■ REQUIRED ACTION: Please find the lines in the following records that hold "Deserialize", and copy them.
[Start of section]
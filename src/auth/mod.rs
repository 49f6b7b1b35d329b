use chrono::{Duration, Utc};
use jsonwebtoken::{decode, encode, DecodingKey, EncodingKey, Header, Validation};
use serde::{Deserialize, Serialize};
use uuid::Uuid;

/// Bearer token claims: the authenticated user id plus standard timestamps.
#[derive(Debug, Serialize, Deserialize)]
pub struct Claims {
    pub sub: Uuid,
    pub exp: i64,
    pub iat: i64,
}

impl Claims {
    pub fn new(user_id: Uuid, expiry_hours: u64) -> Self {
        let now = Utc::now();
        let exp = (now + Duration::hours(expiry_hours as i64)).timestamp();

        Self {
            sub: user_id,
            exp,
            iat: now.timestamp(),
        }
    }
}

/// HS256 signing and verification keys, shared through the app state.
#[derive(Clone)]
pub struct AuthKeys {
    encoding: EncodingKey,
    decoding: DecodingKey,
    expiry_hours: u64,
}

impl AuthKeys {
    pub fn new(secret: &str, expiry_hours: u64) -> Self {
        Self {
            encoding: EncodingKey::from_secret(secret.as_bytes()),
            decoding: DecodingKey::from_secret(secret.as_bytes()),
            expiry_hours,
        }
    }

    /// Mint a token for the given user.
    pub fn sign(&self, user_id: Uuid) -> Result<String, jsonwebtoken::errors::Error> {
        let claims = Claims::new(user_id, self.expiry_hours);
        encode(&Header::default(), &claims, &self.encoding)
    }

    /// Check signature and expiry, returning the claims.
    pub fn verify(&self, token: &str) -> Result<Claims, jsonwebtoken::errors::Error> {
        let data = decode::<Claims>(token, &self.decoding, &Validation::default())?;
        Ok(data.claims)
    }
}
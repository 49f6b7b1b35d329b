use axum::{
    extract::{Path, State},
    Extension, Json,
};
use chrono::{DateTime, Utc};
use serde::Deserialize;
use serde_json::{json, Value};
use uuid::Uuid;

use crate::error::{ApiError, FieldError};
use crate::middleware::AuthUser;
use crate::models::{ItemPatch, NewItem, ResolvedItem};
use crate::state::AppState;

const DEFAULT_CATEGORY: &str = "personal";

fn item_not_found() -> ApiError {
    ApiError::not_found("Item not found")
}

#[derive(Debug, Deserialize)]
#[serde(rename_all = "camelCase")]
pub struct CreateItemBody {
    pub name: Option<String>,
    pub date: Option<DateTime<Utc>>,
    pub done_num: Option<i64>,
    pub category: Option<String>,
    pub interval_ref: Option<Uuid>,
}

#[derive(Debug, Deserialize)]
#[serde(rename_all = "camelCase")]
pub struct UpdateItemBody {
    pub name: Option<String>,
    pub date: Option<DateTime<Utc>>,
    pub done_num: Option<i64>,
    pub interval_ref: Option<Uuid>,
    pub category: Option<String>,
}

/// How `derive_fields` treats the incoming `doneNum`.
#[derive(Debug, Clone, Copy, PartialEq)]
enum UpdateMode {
    Set,
    Increment,
}

/// Build the patch for the shared update path. Falsy values (absent field,
/// empty string, zero doneNum) mean "not provided" and leave the stored
/// field untouched; in particular the counter cannot be reset to zero and
/// `intervalRef` cannot be cleared here. Increment derives the new counter
/// from the body value plus one, never from the stored row.
fn derive_fields(mode: UpdateMode, body: UpdateItemBody) -> ItemPatch {
    let done_num = match body.done_num {
        None | Some(0) => None,
        Some(n) => match mode {
            UpdateMode::Set => Some(n),
            // Clamp at the ceiling instead of overflowing.
            UpdateMode::Increment => Some(n.checked_add(1).unwrap_or(i64::MAX)),
        },
    };

    ItemPatch {
        name: body.name.filter(|name| !name.is_empty()),
        date: body.date,
        done_num,
        interval_ref: body.interval_ref,
        category: body.category.filter(|category| !category.is_empty()),
    }
}

/// GET /api/items
pub async fn list(
    State(state): State<AppState>,
    Extension(user): Extension<AuthUser>,
) -> Result<Json<Vec<ResolvedItem>>, ApiError> {
    let items = state.store.items_for_owner(user.id).await?;
    Ok(Json(items))
}

/// POST /api/items
pub async fn create(
    State(state): State<AppState>,
    Extension(user): Extension<AuthUser>,
    Json(body): Json<CreateItemBody>,
) -> Result<Json<ResolvedItem>, ApiError> {
    let name = match body.name.filter(|name| !name.is_empty()) {
        Some(name) => name,
        None => {
            return Err(ApiError::validation(vec![FieldError::new(
                "name",
                "Name is required",
            )]))
        }
    };

    let new = NewItem {
        owner: user.id,
        name,
        done_num: body.done_num,
        category: body
            .category
            .unwrap_or_else(|| DEFAULT_CATEGORY.to_string()),
        date: body.date.unwrap_or_else(Utc::now),
        interval_ref: body.interval_ref,
    };

    let item = state.store.create_item(new).await?;
    let resolved = state
        .store
        .resolve_item(item.id)
        .await?
        .ok_or_else(item_not_found)?;

    Ok(Json(resolved))
}

/// PUT /api/items/:id
pub async fn update(
    State(state): State<AppState>,
    Extension(user): Extension<AuthUser>,
    Path(id): Path<Uuid>,
    Json(body): Json<UpdateItemBody>,
) -> Result<Json<ResolvedItem>, ApiError> {
    apply_update(&state, &user, id, UpdateMode::Set, body).await
}

/// PUT /api/items/increment/:id
pub async fn increment(
    State(state): State<AppState>,
    Extension(user): Extension<AuthUser>,
    Path(id): Path<Uuid>,
    Json(body): Json<UpdateItemBody>,
) -> Result<Json<ResolvedItem>, ApiError> {
    apply_update(&state, &user, id, UpdateMode::Increment, body).await
}

/// Shared update path: lookup, ownership check, patch, resolved read-back.
async fn apply_update(
    state: &AppState,
    user: &AuthUser,
    id: Uuid,
    mode: UpdateMode,
    body: UpdateItemBody,
) -> Result<Json<ResolvedItem>, ApiError> {
    let item = state.store.find_item(id).await?.ok_or_else(item_not_found)?;
    if item.owner != user.id {
        return Err(ApiError::forbidden());
    }

    let patch = derive_fields(mode, body);
    state.store.update_item_fields(id, patch).await?;

    let resolved = state
        .store
        .resolve_item(id)
        .await?
        .ok_or_else(item_not_found)?;

    Ok(Json(resolved))
}

/// DELETE /api/items/:id
pub async fn remove(
    State(state): State<AppState>,
    Extension(user): Extension<AuthUser>,
    Path(id): Path<Uuid>,
) -> Result<Json<Value>, ApiError> {
    let item = state.store.find_item(id).await?.ok_or_else(item_not_found)?;
    if item.owner != user.id {
        return Err(ApiError::forbidden());
    }

    state.store.delete_item(id).await?;

    Ok(Json(json!({ "msg": "Item removed" })))
}

#[cfg(test)]
mod tests {
    use super::*;

    fn body(done_num: Option<i64>) -> UpdateItemBody {
        UpdateItemBody {
            name: None,
            date: None,
            done_num,
            interval_ref: None,
            category: None,
        }
    }

    #[test]
    fn set_mode_passes_done_num_through() {
        let patch = derive_fields(UpdateMode::Set, body(Some(5)));
        assert_eq!(patch.done_num, Some(5));
    }

    #[test]
    fn increment_mode_adds_one_to_body_value() {
        let patch = derive_fields(UpdateMode::Increment, body(Some(5)));
        assert_eq!(patch.done_num, Some(6));
    }

    #[test]
    fn increment_clamps_at_the_counter_ceiling() {
        let patch = derive_fields(UpdateMode::Increment, body(Some(i64::MAX)));
        assert_eq!(patch.done_num, Some(i64::MAX));
    }

    #[test]
    fn zero_done_num_is_skipped_in_both_modes() {
        assert_eq!(derive_fields(UpdateMode::Set, body(Some(0))).done_num, None);
        assert_eq!(
            derive_fields(UpdateMode::Increment, body(Some(0))).done_num,
            None
        );
    }

    #[test]
    fn absent_done_num_is_skipped() {
        assert_eq!(derive_fields(UpdateMode::Increment, body(None)).done_num, None);
    }

    #[test]
    fn empty_strings_are_skipped() {
        let patch = derive_fields(
            UpdateMode::Set,
            UpdateItemBody {
                name: Some(String::new()),
                date: None,
                done_num: None,
                interval_ref: None,
                category: Some(String::new()),
            },
        );
        assert_eq!(patch, ItemPatch::default());
    }

    #[test]
    fn provided_fields_land_in_the_patch() {
        let interval_ref = Uuid::new_v4();
        let patch = derive_fields(
            UpdateMode::Set,
            UpdateItemBody {
                name: Some("feed the cat".to_string()),
                date: None,
                done_num: Some(3),
                interval_ref: Some(interval_ref),
                category: Some("chores".to_string()),
            },
        );

        assert_eq!(patch.name.as_deref(), Some("feed the cat"));
        assert_eq!(patch.done_num, Some(3));
        assert_eq!(patch.interval_ref, Some(interval_ref));
        assert_eq!(patch.category.as_deref(), Some("chores"));
    }
}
[End of section]
■ SOLUTION TO THIS PROBLEM:
use serde::{Deserialize, Serialize};
#[derive(Debug, Serialize, Deserialize)]
use serde::Deserialize;
#[derive(Debug, Deserialize)]
#[derive(Debug, Deserialize)]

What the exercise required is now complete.